## Exercise brief
Pick every line from the data below that contains the string "with" and copy it.

## Stored items
***
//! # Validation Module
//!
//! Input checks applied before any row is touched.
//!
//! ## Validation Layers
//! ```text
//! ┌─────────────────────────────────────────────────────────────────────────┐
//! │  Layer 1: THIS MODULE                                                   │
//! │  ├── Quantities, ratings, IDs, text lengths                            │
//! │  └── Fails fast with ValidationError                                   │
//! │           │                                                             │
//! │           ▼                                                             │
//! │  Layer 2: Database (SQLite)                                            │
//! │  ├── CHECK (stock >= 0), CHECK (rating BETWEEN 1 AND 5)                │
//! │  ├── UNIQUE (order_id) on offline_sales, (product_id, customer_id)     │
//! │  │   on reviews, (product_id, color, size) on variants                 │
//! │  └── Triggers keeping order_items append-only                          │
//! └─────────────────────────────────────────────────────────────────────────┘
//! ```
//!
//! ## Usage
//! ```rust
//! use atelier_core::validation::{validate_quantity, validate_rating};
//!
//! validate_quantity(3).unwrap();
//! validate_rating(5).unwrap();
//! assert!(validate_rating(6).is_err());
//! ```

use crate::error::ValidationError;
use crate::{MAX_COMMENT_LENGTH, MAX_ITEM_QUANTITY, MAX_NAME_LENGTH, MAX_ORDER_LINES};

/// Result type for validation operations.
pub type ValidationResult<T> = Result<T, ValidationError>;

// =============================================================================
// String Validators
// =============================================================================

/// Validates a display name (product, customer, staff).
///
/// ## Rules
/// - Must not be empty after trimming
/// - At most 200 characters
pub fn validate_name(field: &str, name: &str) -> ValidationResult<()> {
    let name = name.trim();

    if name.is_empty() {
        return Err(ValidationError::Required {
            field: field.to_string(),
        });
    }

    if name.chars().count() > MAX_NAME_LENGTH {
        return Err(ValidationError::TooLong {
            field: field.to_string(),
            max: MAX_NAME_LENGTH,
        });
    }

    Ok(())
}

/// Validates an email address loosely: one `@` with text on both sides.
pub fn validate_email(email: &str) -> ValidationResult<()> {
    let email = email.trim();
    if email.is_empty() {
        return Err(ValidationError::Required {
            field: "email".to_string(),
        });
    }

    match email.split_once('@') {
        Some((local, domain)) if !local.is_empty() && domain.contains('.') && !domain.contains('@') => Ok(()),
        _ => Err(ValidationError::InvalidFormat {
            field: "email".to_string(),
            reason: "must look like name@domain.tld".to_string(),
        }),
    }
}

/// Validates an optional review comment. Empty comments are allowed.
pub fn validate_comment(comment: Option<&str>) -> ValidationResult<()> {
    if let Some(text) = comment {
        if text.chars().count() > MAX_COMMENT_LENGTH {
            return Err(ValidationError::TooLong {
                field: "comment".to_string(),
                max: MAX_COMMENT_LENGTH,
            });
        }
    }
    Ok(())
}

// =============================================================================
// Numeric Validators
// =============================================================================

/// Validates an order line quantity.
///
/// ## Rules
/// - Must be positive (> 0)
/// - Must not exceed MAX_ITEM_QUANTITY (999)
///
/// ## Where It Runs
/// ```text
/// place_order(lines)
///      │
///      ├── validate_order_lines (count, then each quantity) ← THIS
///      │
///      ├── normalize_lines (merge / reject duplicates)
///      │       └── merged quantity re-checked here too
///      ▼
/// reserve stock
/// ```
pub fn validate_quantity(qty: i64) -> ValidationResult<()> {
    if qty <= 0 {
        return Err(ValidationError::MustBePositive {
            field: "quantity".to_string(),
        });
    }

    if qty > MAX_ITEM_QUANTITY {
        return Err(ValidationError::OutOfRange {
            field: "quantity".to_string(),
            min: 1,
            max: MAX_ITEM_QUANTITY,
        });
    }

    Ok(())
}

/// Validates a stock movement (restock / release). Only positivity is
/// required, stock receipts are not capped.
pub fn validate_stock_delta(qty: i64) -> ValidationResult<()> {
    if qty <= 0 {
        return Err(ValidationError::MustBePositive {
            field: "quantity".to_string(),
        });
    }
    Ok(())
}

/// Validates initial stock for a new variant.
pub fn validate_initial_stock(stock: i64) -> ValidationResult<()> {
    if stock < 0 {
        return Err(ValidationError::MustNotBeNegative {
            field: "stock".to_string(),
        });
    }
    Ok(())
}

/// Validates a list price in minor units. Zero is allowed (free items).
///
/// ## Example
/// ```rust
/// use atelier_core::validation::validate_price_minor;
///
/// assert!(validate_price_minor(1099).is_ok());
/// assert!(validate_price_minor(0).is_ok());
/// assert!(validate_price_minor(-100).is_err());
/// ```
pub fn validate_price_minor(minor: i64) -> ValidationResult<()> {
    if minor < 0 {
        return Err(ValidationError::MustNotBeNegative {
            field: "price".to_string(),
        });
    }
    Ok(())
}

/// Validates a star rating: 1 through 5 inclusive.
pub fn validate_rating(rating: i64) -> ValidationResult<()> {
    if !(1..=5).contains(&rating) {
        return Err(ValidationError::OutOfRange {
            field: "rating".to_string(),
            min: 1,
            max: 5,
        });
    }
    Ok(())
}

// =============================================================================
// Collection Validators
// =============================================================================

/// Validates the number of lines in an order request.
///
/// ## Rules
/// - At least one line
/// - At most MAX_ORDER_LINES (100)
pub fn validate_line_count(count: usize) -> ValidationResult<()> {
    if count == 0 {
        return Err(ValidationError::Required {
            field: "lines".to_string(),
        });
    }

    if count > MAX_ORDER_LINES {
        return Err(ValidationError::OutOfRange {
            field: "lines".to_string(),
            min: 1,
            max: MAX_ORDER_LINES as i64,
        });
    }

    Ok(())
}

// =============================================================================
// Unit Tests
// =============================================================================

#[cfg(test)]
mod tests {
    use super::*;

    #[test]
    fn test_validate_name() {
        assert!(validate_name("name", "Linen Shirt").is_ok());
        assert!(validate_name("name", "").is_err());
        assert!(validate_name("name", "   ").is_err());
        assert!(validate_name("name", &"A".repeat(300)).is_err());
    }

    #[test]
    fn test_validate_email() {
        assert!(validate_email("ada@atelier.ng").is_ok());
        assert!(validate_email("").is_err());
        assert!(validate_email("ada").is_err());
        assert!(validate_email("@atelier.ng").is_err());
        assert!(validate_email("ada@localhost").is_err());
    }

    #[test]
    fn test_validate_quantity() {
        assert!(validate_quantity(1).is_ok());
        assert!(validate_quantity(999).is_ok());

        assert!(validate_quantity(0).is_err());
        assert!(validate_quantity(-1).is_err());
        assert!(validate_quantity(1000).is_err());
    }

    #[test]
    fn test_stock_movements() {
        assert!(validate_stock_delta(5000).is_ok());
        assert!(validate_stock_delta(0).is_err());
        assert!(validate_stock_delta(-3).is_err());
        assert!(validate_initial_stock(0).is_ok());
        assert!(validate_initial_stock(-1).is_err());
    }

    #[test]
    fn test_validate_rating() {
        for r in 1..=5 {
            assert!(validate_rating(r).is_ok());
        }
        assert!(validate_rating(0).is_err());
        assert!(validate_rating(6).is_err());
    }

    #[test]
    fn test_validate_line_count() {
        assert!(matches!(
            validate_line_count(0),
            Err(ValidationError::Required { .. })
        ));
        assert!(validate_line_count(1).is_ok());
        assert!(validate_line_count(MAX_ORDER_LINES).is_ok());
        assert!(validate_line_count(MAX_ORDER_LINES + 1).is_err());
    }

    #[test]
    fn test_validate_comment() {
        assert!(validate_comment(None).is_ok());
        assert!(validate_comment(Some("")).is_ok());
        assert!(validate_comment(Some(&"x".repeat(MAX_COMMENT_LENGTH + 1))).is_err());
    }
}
***
## Written reply
//! │  └── Fails fast with ValidationError                                   │
/// Validates an email address loosely: one `@` with text on both sides.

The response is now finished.